## Exercise directions
Please check every line of the listing for "CatchPanicLayer" and copy each line where it is found.
=== Section Start ===
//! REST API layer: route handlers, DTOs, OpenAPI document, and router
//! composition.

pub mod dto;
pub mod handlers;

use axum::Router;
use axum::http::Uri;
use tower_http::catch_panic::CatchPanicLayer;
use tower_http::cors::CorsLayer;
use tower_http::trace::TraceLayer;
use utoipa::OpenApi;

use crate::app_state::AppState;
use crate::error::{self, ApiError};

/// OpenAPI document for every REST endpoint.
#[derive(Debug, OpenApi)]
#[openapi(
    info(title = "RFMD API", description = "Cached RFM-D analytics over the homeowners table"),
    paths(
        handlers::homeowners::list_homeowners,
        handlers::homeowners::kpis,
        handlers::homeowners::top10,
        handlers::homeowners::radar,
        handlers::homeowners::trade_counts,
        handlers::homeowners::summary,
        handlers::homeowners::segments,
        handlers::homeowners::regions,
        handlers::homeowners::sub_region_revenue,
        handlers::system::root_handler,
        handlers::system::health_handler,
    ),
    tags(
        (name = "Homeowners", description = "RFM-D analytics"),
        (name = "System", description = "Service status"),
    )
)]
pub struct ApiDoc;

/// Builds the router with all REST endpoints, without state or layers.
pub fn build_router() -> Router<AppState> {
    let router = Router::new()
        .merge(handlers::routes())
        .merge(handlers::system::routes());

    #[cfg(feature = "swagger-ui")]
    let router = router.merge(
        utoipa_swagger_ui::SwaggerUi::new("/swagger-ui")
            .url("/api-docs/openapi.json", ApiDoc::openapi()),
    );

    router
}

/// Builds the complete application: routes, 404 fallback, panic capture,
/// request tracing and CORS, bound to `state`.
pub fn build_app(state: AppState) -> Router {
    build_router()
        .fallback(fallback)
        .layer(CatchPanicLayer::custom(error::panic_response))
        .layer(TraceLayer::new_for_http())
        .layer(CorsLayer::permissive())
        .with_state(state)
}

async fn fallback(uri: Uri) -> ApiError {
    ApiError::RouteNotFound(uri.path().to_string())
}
=== Section End ===
## Output of the exercise
use tower_http::catch_panic::CatchPanicLayer;
        .layer(CatchPanicLayer::custom(error::panic_response))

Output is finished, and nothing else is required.